EXERCISE DIRECTIONS: What lines in the data below mention the string "rpclink"? Copy them out.
___ EXCERPTED DATA
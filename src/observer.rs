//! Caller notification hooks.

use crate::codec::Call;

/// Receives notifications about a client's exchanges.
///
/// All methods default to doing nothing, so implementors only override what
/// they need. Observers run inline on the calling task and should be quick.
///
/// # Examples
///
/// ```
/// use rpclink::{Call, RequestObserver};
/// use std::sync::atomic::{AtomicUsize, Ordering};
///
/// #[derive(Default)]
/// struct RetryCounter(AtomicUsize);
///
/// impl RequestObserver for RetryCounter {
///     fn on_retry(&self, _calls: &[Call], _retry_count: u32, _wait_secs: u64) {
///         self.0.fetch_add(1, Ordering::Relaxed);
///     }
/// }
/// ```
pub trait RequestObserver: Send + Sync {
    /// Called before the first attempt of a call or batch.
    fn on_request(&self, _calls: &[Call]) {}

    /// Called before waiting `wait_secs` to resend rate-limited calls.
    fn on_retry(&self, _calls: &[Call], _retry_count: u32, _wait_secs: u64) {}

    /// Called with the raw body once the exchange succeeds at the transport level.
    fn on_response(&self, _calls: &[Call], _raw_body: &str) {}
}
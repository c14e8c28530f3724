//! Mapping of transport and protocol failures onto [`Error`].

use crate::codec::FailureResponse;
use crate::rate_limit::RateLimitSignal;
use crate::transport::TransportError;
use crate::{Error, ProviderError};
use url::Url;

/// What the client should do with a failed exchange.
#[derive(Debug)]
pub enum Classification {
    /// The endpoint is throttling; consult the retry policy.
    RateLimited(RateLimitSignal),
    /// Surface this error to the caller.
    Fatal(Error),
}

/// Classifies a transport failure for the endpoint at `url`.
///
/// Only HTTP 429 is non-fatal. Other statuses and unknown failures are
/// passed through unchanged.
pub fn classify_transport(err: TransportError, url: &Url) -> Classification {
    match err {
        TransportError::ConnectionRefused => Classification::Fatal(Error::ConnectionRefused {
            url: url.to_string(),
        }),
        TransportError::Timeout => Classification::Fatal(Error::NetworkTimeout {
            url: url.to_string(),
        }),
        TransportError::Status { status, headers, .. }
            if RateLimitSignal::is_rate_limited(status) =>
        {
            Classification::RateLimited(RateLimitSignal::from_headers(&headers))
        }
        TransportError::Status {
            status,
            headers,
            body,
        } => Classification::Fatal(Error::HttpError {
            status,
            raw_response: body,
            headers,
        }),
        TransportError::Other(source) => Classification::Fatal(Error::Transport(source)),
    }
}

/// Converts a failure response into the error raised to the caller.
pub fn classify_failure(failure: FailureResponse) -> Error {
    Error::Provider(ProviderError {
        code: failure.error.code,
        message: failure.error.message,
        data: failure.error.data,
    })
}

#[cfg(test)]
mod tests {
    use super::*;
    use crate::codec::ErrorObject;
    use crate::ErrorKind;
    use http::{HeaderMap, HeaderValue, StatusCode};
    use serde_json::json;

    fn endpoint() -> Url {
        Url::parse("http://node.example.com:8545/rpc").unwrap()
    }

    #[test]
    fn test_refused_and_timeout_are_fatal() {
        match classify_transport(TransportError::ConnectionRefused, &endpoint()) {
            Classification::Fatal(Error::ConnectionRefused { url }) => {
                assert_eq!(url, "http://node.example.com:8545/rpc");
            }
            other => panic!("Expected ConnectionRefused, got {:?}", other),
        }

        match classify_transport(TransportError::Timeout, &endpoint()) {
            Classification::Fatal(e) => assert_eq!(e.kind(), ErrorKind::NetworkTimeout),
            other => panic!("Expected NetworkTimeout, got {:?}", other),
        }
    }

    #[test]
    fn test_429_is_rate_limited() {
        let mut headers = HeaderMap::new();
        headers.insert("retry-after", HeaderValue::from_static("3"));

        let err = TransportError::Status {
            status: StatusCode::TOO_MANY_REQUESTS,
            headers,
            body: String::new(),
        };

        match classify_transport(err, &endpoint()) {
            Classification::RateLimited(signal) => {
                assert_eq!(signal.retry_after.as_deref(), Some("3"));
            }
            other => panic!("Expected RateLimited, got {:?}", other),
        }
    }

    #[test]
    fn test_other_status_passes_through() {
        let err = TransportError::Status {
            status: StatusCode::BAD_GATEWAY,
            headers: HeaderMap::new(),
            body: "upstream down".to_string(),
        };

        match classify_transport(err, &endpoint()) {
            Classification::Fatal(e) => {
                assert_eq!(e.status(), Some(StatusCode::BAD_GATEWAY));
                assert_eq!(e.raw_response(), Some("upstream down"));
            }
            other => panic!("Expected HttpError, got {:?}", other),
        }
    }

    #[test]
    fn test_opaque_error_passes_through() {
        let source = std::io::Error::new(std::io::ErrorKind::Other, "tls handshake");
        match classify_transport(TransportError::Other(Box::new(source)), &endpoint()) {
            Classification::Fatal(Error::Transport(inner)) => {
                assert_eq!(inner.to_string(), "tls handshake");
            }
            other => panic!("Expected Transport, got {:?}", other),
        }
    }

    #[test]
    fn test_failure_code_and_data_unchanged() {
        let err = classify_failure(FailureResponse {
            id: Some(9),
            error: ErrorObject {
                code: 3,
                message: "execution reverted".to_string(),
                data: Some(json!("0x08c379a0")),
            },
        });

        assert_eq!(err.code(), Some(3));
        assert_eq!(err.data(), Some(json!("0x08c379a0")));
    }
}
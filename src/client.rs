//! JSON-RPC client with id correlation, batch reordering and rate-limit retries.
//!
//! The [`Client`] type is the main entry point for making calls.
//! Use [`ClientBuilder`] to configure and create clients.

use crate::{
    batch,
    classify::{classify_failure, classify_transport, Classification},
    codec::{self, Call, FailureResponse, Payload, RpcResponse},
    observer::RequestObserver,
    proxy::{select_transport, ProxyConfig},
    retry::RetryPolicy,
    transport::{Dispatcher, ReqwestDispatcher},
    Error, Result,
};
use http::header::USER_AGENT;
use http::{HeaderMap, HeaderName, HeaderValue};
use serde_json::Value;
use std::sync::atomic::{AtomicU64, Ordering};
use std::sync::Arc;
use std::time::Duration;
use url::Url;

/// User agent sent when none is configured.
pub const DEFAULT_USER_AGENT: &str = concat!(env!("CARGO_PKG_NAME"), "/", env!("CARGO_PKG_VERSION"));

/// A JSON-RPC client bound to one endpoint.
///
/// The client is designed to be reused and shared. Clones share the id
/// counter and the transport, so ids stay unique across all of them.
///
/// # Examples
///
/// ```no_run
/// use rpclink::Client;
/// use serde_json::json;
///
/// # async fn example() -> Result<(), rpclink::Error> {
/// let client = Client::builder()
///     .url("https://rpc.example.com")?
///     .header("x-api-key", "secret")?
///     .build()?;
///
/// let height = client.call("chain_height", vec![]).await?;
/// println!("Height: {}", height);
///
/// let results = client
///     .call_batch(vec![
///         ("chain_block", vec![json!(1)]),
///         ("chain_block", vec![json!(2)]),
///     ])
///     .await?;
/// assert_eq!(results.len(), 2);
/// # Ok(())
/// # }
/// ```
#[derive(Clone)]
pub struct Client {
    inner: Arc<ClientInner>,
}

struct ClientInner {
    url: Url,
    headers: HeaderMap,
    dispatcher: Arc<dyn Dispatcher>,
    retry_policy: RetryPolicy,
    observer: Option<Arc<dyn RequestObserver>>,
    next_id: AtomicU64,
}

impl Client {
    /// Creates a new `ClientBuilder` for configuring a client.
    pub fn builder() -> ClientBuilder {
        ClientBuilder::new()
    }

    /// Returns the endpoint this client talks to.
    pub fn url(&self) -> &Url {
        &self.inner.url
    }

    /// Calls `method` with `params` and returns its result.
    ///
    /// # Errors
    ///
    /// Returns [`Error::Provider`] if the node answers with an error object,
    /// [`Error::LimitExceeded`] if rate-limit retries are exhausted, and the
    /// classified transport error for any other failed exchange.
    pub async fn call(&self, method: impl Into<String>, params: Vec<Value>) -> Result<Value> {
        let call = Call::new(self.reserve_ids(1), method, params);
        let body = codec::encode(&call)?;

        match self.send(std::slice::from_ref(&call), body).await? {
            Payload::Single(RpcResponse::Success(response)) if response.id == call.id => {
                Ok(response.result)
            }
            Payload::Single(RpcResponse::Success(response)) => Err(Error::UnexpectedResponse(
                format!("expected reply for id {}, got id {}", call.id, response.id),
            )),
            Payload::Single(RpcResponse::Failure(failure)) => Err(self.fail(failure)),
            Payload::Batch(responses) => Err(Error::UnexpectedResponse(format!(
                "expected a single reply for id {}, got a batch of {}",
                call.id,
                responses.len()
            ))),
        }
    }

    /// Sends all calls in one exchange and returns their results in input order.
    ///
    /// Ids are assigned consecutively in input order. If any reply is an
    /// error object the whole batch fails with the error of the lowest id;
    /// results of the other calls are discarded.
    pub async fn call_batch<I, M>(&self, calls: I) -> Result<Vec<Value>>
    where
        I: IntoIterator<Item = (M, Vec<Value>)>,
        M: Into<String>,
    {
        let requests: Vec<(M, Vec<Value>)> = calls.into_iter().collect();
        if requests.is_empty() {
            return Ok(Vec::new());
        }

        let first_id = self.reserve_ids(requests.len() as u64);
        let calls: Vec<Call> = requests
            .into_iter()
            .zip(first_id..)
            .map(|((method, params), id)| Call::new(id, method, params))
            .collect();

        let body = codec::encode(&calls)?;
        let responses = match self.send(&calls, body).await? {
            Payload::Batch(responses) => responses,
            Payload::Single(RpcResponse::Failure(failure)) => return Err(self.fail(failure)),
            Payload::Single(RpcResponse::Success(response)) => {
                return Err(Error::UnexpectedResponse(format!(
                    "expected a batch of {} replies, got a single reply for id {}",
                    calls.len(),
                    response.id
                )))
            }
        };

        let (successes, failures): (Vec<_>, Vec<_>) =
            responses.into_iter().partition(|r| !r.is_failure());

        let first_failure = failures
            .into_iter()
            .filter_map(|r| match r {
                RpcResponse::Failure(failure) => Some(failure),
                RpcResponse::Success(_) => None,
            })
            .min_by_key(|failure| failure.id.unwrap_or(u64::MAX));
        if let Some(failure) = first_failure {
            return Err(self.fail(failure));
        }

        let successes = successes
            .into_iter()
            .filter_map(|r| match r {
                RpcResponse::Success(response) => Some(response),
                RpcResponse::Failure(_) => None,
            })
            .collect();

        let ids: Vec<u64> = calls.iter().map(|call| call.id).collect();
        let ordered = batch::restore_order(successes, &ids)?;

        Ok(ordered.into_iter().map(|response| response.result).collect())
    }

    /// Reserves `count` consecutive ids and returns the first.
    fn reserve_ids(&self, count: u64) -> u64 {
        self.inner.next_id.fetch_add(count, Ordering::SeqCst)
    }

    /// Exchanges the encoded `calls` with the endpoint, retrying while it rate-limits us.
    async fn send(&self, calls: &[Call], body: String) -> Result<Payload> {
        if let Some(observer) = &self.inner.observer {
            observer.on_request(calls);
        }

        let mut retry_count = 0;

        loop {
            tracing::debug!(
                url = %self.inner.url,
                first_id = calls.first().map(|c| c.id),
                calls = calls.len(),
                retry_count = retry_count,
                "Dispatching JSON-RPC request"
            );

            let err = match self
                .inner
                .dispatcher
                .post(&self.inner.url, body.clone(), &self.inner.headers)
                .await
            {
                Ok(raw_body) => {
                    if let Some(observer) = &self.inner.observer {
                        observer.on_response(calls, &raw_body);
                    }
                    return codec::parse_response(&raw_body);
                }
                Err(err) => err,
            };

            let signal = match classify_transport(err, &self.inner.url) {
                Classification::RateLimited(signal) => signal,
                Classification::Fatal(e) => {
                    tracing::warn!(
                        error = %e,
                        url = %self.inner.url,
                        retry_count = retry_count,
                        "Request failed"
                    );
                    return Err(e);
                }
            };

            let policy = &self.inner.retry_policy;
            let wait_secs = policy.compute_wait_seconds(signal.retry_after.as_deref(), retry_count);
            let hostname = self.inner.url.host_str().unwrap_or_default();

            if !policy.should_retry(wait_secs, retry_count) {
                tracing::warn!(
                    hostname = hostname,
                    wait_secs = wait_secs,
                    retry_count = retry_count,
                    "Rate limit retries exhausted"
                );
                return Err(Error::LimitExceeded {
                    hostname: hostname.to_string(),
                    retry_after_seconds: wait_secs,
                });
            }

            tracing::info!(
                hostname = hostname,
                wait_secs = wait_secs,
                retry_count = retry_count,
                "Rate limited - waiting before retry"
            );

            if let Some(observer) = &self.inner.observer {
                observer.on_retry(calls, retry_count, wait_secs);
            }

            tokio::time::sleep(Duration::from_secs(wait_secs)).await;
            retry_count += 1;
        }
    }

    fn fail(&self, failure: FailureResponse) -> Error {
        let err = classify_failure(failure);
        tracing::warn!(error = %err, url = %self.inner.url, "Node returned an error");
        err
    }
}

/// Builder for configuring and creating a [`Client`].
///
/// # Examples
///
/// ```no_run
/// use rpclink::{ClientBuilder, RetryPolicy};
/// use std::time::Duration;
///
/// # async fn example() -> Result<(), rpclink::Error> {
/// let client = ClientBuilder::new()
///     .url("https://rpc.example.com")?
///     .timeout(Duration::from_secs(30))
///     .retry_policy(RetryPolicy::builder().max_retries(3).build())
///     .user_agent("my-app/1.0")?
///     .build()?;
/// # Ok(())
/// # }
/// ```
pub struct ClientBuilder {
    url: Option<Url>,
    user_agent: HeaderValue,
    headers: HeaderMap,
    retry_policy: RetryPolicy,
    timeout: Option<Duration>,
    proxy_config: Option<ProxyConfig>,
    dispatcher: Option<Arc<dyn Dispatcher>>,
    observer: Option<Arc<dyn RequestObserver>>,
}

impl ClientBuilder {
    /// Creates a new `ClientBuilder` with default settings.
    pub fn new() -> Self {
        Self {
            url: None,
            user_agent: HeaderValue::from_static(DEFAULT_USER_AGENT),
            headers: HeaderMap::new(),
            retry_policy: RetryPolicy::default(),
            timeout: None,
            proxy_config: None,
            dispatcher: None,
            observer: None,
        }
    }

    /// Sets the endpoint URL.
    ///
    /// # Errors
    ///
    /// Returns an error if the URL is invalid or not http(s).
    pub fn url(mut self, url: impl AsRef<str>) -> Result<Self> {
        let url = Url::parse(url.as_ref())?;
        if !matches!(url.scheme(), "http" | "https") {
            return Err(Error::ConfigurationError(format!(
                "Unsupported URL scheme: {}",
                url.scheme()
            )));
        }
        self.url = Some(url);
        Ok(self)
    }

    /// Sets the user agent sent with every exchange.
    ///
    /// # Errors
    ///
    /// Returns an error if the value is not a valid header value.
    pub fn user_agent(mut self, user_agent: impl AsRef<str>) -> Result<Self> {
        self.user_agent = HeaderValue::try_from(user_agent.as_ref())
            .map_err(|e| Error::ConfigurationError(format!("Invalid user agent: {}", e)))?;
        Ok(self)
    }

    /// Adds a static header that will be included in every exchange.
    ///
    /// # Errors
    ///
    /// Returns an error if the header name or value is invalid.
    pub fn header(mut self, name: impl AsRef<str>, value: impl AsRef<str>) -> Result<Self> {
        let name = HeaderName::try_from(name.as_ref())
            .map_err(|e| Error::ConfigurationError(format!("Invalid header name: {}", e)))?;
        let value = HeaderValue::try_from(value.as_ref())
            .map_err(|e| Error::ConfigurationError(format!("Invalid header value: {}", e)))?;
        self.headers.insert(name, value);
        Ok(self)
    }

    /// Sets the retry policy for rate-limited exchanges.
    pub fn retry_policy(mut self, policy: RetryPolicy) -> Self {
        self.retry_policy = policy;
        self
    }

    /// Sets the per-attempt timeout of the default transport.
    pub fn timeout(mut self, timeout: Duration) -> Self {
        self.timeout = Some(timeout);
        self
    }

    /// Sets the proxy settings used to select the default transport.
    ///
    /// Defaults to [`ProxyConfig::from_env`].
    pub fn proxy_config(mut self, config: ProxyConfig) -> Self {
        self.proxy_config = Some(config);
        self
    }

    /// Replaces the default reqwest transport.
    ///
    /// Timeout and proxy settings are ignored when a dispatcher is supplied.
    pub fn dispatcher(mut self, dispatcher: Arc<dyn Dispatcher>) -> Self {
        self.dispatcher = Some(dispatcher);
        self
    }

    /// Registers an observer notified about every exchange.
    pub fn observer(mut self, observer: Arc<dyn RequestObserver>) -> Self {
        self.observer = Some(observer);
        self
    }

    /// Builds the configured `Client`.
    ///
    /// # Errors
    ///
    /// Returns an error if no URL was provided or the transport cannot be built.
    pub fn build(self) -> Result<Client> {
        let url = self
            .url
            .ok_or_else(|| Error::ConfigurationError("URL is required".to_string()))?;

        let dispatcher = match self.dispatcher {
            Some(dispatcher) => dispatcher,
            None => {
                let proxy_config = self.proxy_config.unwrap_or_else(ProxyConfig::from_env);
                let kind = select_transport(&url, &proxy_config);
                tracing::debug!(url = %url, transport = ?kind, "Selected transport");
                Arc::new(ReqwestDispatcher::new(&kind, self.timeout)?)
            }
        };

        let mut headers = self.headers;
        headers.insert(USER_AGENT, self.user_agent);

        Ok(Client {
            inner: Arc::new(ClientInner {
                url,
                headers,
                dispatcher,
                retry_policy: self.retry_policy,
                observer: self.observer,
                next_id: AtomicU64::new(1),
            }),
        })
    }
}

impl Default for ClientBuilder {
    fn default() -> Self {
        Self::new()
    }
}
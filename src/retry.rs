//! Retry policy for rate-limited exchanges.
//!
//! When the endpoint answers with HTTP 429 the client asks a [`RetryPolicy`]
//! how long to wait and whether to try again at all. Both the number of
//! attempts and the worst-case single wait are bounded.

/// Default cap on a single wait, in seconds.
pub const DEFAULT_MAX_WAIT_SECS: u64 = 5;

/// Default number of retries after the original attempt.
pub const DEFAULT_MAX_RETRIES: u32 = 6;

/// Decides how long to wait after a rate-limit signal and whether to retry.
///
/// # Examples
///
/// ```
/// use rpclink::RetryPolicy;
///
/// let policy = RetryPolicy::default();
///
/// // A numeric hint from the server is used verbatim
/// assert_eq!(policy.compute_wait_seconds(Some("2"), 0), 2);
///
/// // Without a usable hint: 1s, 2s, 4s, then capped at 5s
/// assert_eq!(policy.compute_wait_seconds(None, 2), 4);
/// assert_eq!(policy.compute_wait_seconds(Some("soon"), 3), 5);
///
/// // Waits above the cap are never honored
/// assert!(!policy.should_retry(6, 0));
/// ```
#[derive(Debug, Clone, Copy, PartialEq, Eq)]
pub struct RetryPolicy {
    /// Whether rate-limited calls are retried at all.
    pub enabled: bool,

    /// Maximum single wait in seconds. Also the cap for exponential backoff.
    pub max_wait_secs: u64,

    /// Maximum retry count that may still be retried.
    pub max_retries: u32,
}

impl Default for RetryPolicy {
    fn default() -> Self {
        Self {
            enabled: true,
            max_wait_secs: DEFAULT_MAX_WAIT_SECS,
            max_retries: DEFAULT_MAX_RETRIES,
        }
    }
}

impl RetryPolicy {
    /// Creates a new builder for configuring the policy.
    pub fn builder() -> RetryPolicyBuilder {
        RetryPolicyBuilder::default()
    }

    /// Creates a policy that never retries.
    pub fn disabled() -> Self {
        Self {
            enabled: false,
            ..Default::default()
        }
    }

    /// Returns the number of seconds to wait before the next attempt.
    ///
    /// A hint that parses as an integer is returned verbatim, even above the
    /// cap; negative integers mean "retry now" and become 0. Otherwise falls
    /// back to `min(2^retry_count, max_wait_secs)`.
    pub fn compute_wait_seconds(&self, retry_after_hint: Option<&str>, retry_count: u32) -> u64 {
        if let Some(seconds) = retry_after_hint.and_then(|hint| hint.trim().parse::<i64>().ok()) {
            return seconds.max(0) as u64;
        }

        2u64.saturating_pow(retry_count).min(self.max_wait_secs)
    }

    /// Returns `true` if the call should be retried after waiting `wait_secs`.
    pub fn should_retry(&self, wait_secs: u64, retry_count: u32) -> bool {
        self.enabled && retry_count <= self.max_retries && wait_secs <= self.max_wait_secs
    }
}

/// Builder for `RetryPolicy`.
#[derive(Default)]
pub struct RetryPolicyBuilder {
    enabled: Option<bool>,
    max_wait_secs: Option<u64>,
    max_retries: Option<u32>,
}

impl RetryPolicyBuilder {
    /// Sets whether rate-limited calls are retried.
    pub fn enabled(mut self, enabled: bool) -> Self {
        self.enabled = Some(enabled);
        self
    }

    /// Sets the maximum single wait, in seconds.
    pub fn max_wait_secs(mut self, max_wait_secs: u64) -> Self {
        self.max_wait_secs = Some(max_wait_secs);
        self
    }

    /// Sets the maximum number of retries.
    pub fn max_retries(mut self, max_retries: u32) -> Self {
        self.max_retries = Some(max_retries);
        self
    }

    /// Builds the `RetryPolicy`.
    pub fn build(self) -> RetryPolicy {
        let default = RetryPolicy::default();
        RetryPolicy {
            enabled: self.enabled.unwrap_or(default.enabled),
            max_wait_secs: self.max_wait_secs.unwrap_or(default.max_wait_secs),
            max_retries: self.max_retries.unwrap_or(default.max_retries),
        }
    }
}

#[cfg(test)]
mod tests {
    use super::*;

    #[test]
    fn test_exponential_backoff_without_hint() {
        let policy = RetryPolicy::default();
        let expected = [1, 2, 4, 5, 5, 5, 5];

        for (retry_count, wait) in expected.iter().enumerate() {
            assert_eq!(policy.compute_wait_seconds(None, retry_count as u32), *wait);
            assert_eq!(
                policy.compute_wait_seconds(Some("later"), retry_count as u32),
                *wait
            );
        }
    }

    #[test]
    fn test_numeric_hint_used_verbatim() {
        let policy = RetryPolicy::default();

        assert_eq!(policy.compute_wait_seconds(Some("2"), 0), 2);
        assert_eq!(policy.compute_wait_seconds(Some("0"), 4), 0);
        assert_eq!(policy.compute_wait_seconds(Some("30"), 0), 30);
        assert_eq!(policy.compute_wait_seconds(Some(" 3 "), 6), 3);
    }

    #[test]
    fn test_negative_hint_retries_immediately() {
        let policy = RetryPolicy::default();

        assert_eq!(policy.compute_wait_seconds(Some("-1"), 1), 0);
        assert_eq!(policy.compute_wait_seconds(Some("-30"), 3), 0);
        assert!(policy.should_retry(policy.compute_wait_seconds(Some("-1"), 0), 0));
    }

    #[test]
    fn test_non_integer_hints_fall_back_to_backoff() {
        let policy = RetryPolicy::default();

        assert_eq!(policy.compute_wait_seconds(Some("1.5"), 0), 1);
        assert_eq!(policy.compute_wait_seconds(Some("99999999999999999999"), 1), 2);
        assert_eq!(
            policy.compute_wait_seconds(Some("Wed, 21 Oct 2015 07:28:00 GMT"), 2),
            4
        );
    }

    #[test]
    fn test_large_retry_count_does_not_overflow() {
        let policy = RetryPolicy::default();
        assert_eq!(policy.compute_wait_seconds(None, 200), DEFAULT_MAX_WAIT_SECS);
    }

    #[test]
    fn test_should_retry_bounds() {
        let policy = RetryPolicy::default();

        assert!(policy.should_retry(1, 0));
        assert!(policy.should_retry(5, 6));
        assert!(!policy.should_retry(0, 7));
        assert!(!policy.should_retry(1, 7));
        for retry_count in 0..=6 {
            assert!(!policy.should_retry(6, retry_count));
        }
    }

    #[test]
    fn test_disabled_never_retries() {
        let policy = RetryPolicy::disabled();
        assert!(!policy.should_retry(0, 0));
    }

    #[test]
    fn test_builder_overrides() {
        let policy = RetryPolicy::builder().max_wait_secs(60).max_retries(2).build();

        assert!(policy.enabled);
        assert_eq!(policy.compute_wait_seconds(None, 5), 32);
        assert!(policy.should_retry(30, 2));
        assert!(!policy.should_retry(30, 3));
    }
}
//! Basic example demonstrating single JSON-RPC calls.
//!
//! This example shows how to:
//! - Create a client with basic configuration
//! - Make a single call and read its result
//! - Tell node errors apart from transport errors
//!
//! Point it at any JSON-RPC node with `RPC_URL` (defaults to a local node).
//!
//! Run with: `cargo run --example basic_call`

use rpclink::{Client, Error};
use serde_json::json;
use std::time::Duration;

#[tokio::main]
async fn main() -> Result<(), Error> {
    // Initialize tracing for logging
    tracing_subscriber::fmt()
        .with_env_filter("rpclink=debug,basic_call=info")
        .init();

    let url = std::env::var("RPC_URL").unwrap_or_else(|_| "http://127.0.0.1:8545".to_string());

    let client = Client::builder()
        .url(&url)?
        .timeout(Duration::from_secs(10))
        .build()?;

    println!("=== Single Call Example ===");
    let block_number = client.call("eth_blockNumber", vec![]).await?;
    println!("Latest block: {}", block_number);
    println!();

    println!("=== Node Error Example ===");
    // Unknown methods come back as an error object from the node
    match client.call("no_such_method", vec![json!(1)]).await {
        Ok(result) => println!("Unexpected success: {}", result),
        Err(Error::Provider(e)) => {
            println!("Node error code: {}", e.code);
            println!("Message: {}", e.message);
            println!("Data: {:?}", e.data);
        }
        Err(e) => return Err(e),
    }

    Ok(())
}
______
EXERCISE ANSWER:
/// use rpclink::{Call, RequestObserver};
/// use rpclink::Client;
/// # async fn example() -> Result<(), rpclink::Error> {
/// use rpclink::{ClientBuilder, RetryPolicy};
/// # async fn example() -> Result<(), rpclink::Error> {
/// use rpclink::RetryPolicy;
use rpclink::{Client, Error};
        .with_env_filter("rpclink=debug,basic_call=info")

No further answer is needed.